# [Problem]
When you reach the line containing "assert!(FailureKind::HostUnreachable.is_unreachable());", begin copying, and keep copying each line exactly until the listing ends.

::: Data excerpts :::

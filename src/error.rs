// SPDX-License-Identifier: MPL-2.0
// This Source Code Form is subject to the terms of the Mozilla Public
// License, v. 2.0. If a copy of the MPL was not distributed with this
// file, You can obtain one at https://mozilla.org/MPL/2.0/.

//! Error types for the `kasa_poller` library.
//!
//! Failures are classified where they happen: a [`DeviceClient`] returns a
//! [`ClientError`] carrying a [`FailureKind`], and the poller decides what to
//! do from that kind alone. Error messages are never re-parsed.
//!
//! [`DeviceClient`]: crate::client::DeviceClient

use std::fmt;
use std::io;

use thiserror::Error;

/// The main error type for this library.
#[derive(Debug, Error)]
pub enum Error {
    /// The device client failed to talk to the device.
    #[error("client error: {0}")]
    Client(#[from] ClientError),

    /// The host platform rejected an operation.
    #[error("host error: {0}")]
    Host(#[from] HostError),

    /// A value was outside its valid range.
    #[error("value error: {0}")]
    Value(#[from] ValueError),

    /// A status payload could not be parsed.
    #[error("parse error: {0}")]
    Parse(#[from] ParseError),

    /// Device was not found in the poller.
    #[error("device not found")]
    DeviceNotFound,

    /// Device model does not support the requested capability.
    #[error("device does not support this capability")]
    CapabilityNotSupported,
}

/// Classification of a device client failure.
///
/// The poller reacts to the kind only: unreachable hosts escalate towards
/// rediscovery, everything else is transient.
#[derive(Debug, Clone, Copy, PartialEq, Eq, Hash)]
pub enum FailureKind {
    /// No route to the device (it moved or is powered off).
    HostUnreachable,
    /// The device dropped the connection mid-request.
    ConnectionReset,
    /// The request did not complete in time.
    Timeout,
    /// The device answered with something that could not be understood.
    MalformedResponse,
    /// Any other failure.
    Other,
}

impl FailureKind {
    /// Returns `true` if this failure should count towards rediscovery.
    #[must_use]
    pub const fn is_unreachable(self) -> bool {
        matches!(self, Self::HostUnreachable)
    }

    /// Returns a short lowercase name, used in logs and events.
    #[must_use]
    pub const fn as_str(self) -> &'static str {
        match self {
            Self::HostUnreachable => "host unreachable",
            Self::ConnectionReset => "connection reset",
            Self::Timeout => "timeout",
            Self::MalformedResponse => "malformed response",
            Self::Other => "other",
        }
    }
}

impl fmt::Display for FailureKind {
    fn fmt(&self, f: &mut fmt::Formatter<'_>) -> fmt::Result {
        f.write_str(self.as_str())
    }
}

/// Error returned by a [`DeviceClient`](crate::client::DeviceClient).
#[derive(Debug, Clone, Error, PartialEq, Eq)]
#[error("{kind}: {message}")]
pub struct ClientError {
    kind: FailureKind,
    message: String,
}

impl ClientError {
    /// Creates a client error of the given kind.
    #[must_use]
    pub fn new(kind: FailureKind, message: impl Into<String>) -> Self {
        Self {
            kind,
            message: message.into(),
        }
    }

    /// Creates a host-unreachable error.
    #[must_use]
    pub fn unreachable(message: impl Into<String>) -> Self {
        Self::new(FailureKind::HostUnreachable, message)
    }

    /// Creates a connection-reset error.
    #[must_use]
    pub fn connection_reset(message: impl Into<String>) -> Self {
        Self::new(FailureKind::ConnectionReset, message)
    }

    /// Creates a malformed-response error.
    #[must_use]
    pub fn malformed(message: impl Into<String>) -> Self {
        Self::new(FailureKind::MalformedResponse, message)
    }

    /// Classifies an I/O error from a socket operation.
    #[must_use]
    pub fn from_io(err: &io::Error) -> Self {
        let kind = match err.kind() {
            io::ErrorKind::HostUnreachable
            | io::ErrorKind::NetworkUnreachable
            | io::ErrorKind::AddrNotAvailable => FailureKind::HostUnreachable,
            io::ErrorKind::ConnectionReset
            | io::ErrorKind::ConnectionAborted
            | io::ErrorKind::BrokenPipe => FailureKind::ConnectionReset,
            io::ErrorKind::TimedOut => FailureKind::Timeout,
            io::ErrorKind::InvalidData | io::ErrorKind::UnexpectedEof => {
                FailureKind::MalformedResponse
            }
            _ => FailureKind::Other,
        };
        Self::new(kind, err.to_string())
    }

    /// Returns the failure classification.
    #[must_use]
    pub fn kind(&self) -> FailureKind {
        self.kind
    }

    /// Returns the human readable message.
    #[must_use]
    pub fn message(&self) -> &str {
        &self.message
    }
}

impl From<io::Error> for ClientError {
    fn from(err: io::Error) -> Self {
        Self::from_io(&err)
    }
}

impl From<ParseError> for ClientError {
    fn from(err: ParseError) -> Self {
        Self::malformed(err.to_string())
    }
}

/// Errors reported by a [`HostPlatform`](crate::host::HostPlatform).
#[derive(Debug, Clone, Error, PartialEq, Eq)]
pub enum HostError {
    /// The host does not know the device.
    #[error("unknown device: {0}")]
    UnknownDevice(String),

    /// The host rejected a capability value.
    #[error("capability {capability} rejected: {message}")]
    CapabilityRejected {
        /// The capability name.
        capability: String,
        /// Why it was rejected.
        message: String,
    },

    /// The settings store failed.
    #[error("settings store failed: {0}")]
    Settings(String),
}

/// Errors related to value validation and constraints.
#[derive(Debug, Error, Clone, PartialEq)]
pub enum ValueError {
    /// A numeric value is outside the allowed range.
    #[error("value {actual} is out of range [{min}, {max}]")]
    OutOfRange {
        /// Minimum allowed value.
        min: u16,
        /// Maximum allowed value.
        max: u16,
        /// The actual value that was provided.
        actual: u16,
    },

    /// An invalid power state string was provided.
    #[error("invalid power state: {0}")]
    InvalidPowerState(String),

    /// A polling interval of zero seconds was requested.
    #[error("polling interval must be at least one second")]
    ZeroInterval,

    /// A polling interval longer than one day was requested.
    #[error("polling interval of {0} seconds is too large")]
    IntervalTooLarge(u64),

    /// An unknown light mode string was provided.
    #[error("invalid light mode: {0}")]
    InvalidLightMode(String),

    /// An energy offset was negative or not a finite number.
    #[error("invalid energy offset: {0}")]
    InvalidEnergyOffset(f64),
}

/// Errors related to parsing device status payloads.
#[derive(Debug, Error)]
pub enum ParseError {
    /// JSON parsing failed.
    #[error("JSON parse error: {0}")]
    Json(#[from] serde_json::Error),

    /// Expected field is missing from the payload.
    #[error("missing field in status: {0}")]
    MissingField(String),

    /// The payload reported an error code.
    #[error("device reported error code {code}: {message}")]
    DeviceError {
        /// The vendor error code.
        code: i64,
        /// The vendor error message.
        message: String,
    },
}

/// A specialized Result type for this library.
pub type Result<T> = std::result::Result<T, Error>;

#[cfg(test)]
mod tests {
    use super::*;

    #[test]
    fn value_error_display() {
        let err = ValueError::OutOfRange {
            min: 0,
            max: 100,
            actual: 150,
        };
        assert_eq!(err.to_string(), "value 150 is out of range [0, 100]");
        assert_eq!(
            ValueError::IntervalTooLarge(90_000).to_string(),
            "polling interval of 90000 seconds is too large"
        );
    }

    #[test]
    fn client_error_display() {
        let err = ClientError::unreachable("connect 10.0.0.7:9999");
        assert_eq!(err.to_string(), "host unreachable: connect 10.0.0.7:9999");
    }

    #[test]
    fn io_errors_are_classified() {
        let unreachable = io::Error::from(io::ErrorKind::HostUnreachable);
        assert_eq!(
            ClientError::from_io(&unreachable).kind(),
            FailureKind::HostUnreachable
        );

        let reset = io::Error::from(io::ErrorKind::ConnectionReset);
        assert_eq!(
            ClientError::from(reset).kind(),
            FailureKind::ConnectionReset
        );

        let other = io::Error::from(io::ErrorKind::PermissionDenied);
        assert_eq!(ClientError::from(other).kind(), FailureKind::Other);
    }

    #[test]
    fn only_unreachable_escalates() {
        assert!(FailureKind::HostUnreachable.is_unreachable());
        assert!(!FailureKind::ConnectionReset.is_unreachable());
        assert!(!FailureKind::Timeout.is_unreachable());
    }

    #[test]
    fn error_from_client_error() {
        let err: Error = ClientError::connection_reset("peer closed").into();
        assert!(matches!(err, Error::Client(e) if e.kind() == FailureKind::ConnectionReset));
    }

    #[test]
    fn parse_error_becomes_malformed_client_error() {
        let err: ClientError = ParseError::MissingField("relay_state".to_string()).into();
        assert_eq!(err.kind(), FailureKind::MalformedResponse);
    }
}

:::

# [Response area]
        assert!(FailureKind::HostUnreachable.is_unreachable());
        assert!(!FailureKind::ConnectionReset.is_unreachable());
        assert!(!FailureKind::Timeout.is_unreachable());
    }

    #[test]
    fn error_from_client_error() {
        let err: Error = ClientError::connection_reset("peer closed").into();
        assert!(matches!(err, Error::Client(e) if e.kind() == FailureKind::ConnectionReset));
    }

    #[test]
    fn parse_error_becomes_malformed_client_error() {
        let err: ClientError = ParseError::MissingField("relay_state".to_string()).into();
        assert_eq!(err.kind(), FailureKind::MalformedResponse);
    }
}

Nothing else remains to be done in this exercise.